New project, "Code to Code"

Christopher Browne cbbrowne-Re5JQEeQqe8AvxtiuMwx3w at public.gmane.org
Wed Dec 17 20:02:15 UTC 2008


On Wed, Dec 17, 2008 at 2:30 PM, Marc Lanctot <lanctot-yfeSBMgouQgsA/PxXw9srA at public.gmane.org> wrote:
> Lennart Sorensen wrote:
>
>> Except you won't be thinking the way the new language should be thought
>> about if you try to find a way to do things as you did in the other
>> language.
>>
>> After all trying to figure out how to do a for loop in another language
>> may be a bad idea if you fundamentally shouldn't be doing counted loops
>> in the other language at all.
>
> Honestly, how many languages differ in the semantics and expected usage of a
> for loop? It's not like someone trying to learn a completely different
> programming paradigm would cross between paradigms (eg. imperative to
> functional programming) .. that's just not what the tool is meant to
> accomplish.
>
> And, even if someone would do something like this, there should be user
> contributed notes attached to each translation.. following my example "Note:
> In LISP a better way to do a for loop is to do <<insert crazy recursive
> functional construct>>".

Actually, let me poke at this one a bit...

We frequently regard "for loops" as being ALL about iterating over a
set of numeric values, basically because of the ways that FORTRAN and
BASIC shaped our thinking.

Thus, people frequently get stuck on this way of thinking because of code like:

      DO 9 J= 1, 10
           DO 9 K= 1, 10
9     L= J + K

and

10  FOR I = 1 to 20
20  PRINT I
30  NEXT I

And if the *REAL* think that you're iterating across is some list of
things, you have to go off and write a correspondence between them.

Frequently, operating on a list would be *way* more natural.

(loop  for (product price) in '(("shoes" 62.50) ("boots" 75.00) ("hats" 35.00)
     do (format t "Product: ~A  Price: ~A~%" product price))

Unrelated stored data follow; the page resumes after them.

use bstr::ByteSlice;
use serde::{Deserialize, Serialize};

use crate::passthru::symbolic::{baud_rate_from_symbolic, baud_rate_symbolic, SymbolicValue};
use crate::passthru::{ConnectFlags, Filter, Message, ProtocolId};

/// A written message and the responses read before the next write.
#[derive(Debug, Clone, PartialEq, Eq, Serialize, Deserialize)]
pub struct MessagePair {
    pub request: Message,
    #[serde(default)]
    pub responses: Vec<Message>,
}

impl MessagePair {
    pub fn new(request: Message, responses: Vec<Message>) -> Self {
        Self { request, responses }
    }
}

/// One recorded channel: its configuration, filters and the traffic seen on it.
#[derive(Debug, Clone, PartialEq, Eq, Serialize, Deserialize)]
#[serde(try_from = "ChannelRecord", into = "ChannelRecord")]
pub struct SimulationChannel {
    pub channel_id: u32,
    pub protocol: ProtocolId,
    pub baud_rate: u32,
    pub connect_flags: ConnectFlags,
    pub filters: Vec<Filter>,
    pub message_pairs: Vec<MessagePair>,
    /// Distinct messages written on the channel
    pub messages_sent: Vec<Message>,
    /// Distinct messages read on the channel
    pub messages_read: Vec<Message>,
}

impl SimulationChannel {
    pub fn new(channel_id: u32, protocol: ProtocolId, baud_rate: u32, connect_flags: ConnectFlags) -> Self {
        Self {
            channel_id,
            protocol,
            baud_rate,
            connect_flags,
            filters: Vec::new(),
            message_pairs: Vec::new(),
            messages_sent: Vec::new(),
            messages_read: Vec::new(),
        }
    }

    /// First pair whose request bytes appear in `data`. Pairs with an empty request never match.
    pub fn find_pair(&self, data: &[u8]) -> Option<&MessagePair> {
        self.message_pairs
            .iter()
            .find(|pair| !pair.request.data.is_empty() && data.find(&pair.request.data).is_some())
    }
}

/// Keeps the first of each group of messages with identical data.
pub fn distinct_messages(messages: impl IntoIterator<Item = Message>) -> Vec<Message> {
    let mut distinct: Vec<Message> = Vec::new();
    for message in messages {
        if !distinct.iter().any(|m| m.data == message.data) {
            distinct.push(message);
        }
    }
    distinct
}

/// Persisted form of a channel. Baud rates are named after their protocol, so they are resolved here.
#[derive(Debug, Clone, Serialize, Deserialize)]
struct ChannelRecord {
    channel_id: u32,
    protocol: ProtocolId,
    baud_rate: SymbolicValue,
    connect_flags: ConnectFlags,
    #[serde(default)]
    filters: Vec<Filter>,
    #[serde(default)]
    message_pairs: Vec<MessagePair>,
    #[serde(default)]
    messages_sent: Vec<Message>,
    #[serde(default)]
    messages_read: Vec<Message>,
}

impl From<SimulationChannel> for ChannelRecord {
    fn from(channel: SimulationChannel) -> Self {
        ChannelRecord {
            channel_id: channel.channel_id,
            protocol: channel.protocol,
            baud_rate: baud_rate_symbolic(channel.protocol, channel.baud_rate),
            connect_flags: channel.connect_flags,
            filters: channel.filters,
            message_pairs: channel.message_pairs,
            messages_sent: channel.messages_sent,
            messages_read: channel.messages_read,
        }
    }
}

impl TryFrom<ChannelRecord> for SimulationChannel {
    type Error = String;

    fn try_from(record: ChannelRecord) -> Result<Self, Self::Error> {
        Ok(SimulationChannel {
            channel_id: record.channel_id,
            protocol: record.protocol,
            baud_rate: baud_rate_from_symbolic(&record.baud_rate)?,
            connect_flags: record.connect_flags,
            filters: record.filters,
            message_pairs: record.message_pairs,
            messages_sent: record.messages_sent,
            messages_read: record.messages_read,
        })
    }
}
use std::time::Duration;

use passthru_sim::config::PlayerConfig;
use passthru_sim::player::{PlayerEvent, SimulationPlayer};
use passthru_sim::simulation::Simulation;
use passthru_sim::transport::MockTransport;
use passthru_sim::StreamExt;

/// Replays every recorded request of a saved simulation through a mock device and prints what the player answers.
#[tokio::main]
async fn main() -> passthru_sim::Result<()> {
    tracing_subscriber::fmt::init();

    let Some(path) = std::env::args().nth(1) else {
        eprintln!("usage: playback <simulation file>");
        std::process::exit(1);
    };
    let simulation = Simulation::load(path)?;

    let mock = MockTransport::new();
    let mut requests = 0;
    for channel in simulation.channels() {
        for pair in &channel.message_pairs {
            mock.push_inbound(pair.request.clone());
            requests += 1;
        }
    }

    let mut player = SimulationPlayer::new(simulation, PlayerConfig::default());
    let mut events = player.events();
    player.start(mock.clone())?;

    let mut processed = 0;
    while let Ok(Some(event)) = tokio::time::timeout(Duration::from_secs(2), events.next()).await {
        match event.event {
            PlayerEvent::MessageProcessed { channel_id, message, responses, sent } => {
                processed += 1;
                println!(
                    "{:>8.3}s [{}] {} -> {} responses (sent: {})",
                    event.elapsed.as_secs_f64(),
                    channel_id,
                    hex::encode(&message.data),
                    responses.len(),
                    sent
                );
            }
            other => println!("{:>8.3}s {:?}", event.elapsed.as_secs_f64(), other),
        }
        if processed == requests {
            break;
        }
    }

    player.stop();
    println!("{} responses written", mock.written().len());
    Ok(())
}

That's the pretty cool example of doing destructuring of a list in a
Lisp loop, drawing the internal elements of a nested list, which is
more than you tend to be able to conveniently do in most languages.
But the same is still commonly true.

In Perl, I wouldn't write:

   for ($i = 1; $i <= $#SOMEARRAY; $i++) {
     my ($element) = $SOMEARRAY[$i];
     # do something with each element in @SOMEARRAY
  }

I'd instead do:
   foreach $element (@SOMEARRAY) {
      # do something with each element
   }

Python has much the same:

 for element in SOMEARRAY:
     foo(element)

> Are you implying that a for loop is a bad habit in any language? :) A
> programmer's style comes from the programmer, not his/her reference tools.

I think that *numeric* for loops indeed are frequently a bad habit.

This is the difference between looking at a computer as a "number
processor" and a "symbol processor."  We often get sucked into
thinking the former, when the latter is a much more accurate way of
looking at things, and is sometimes more convenient, to boot.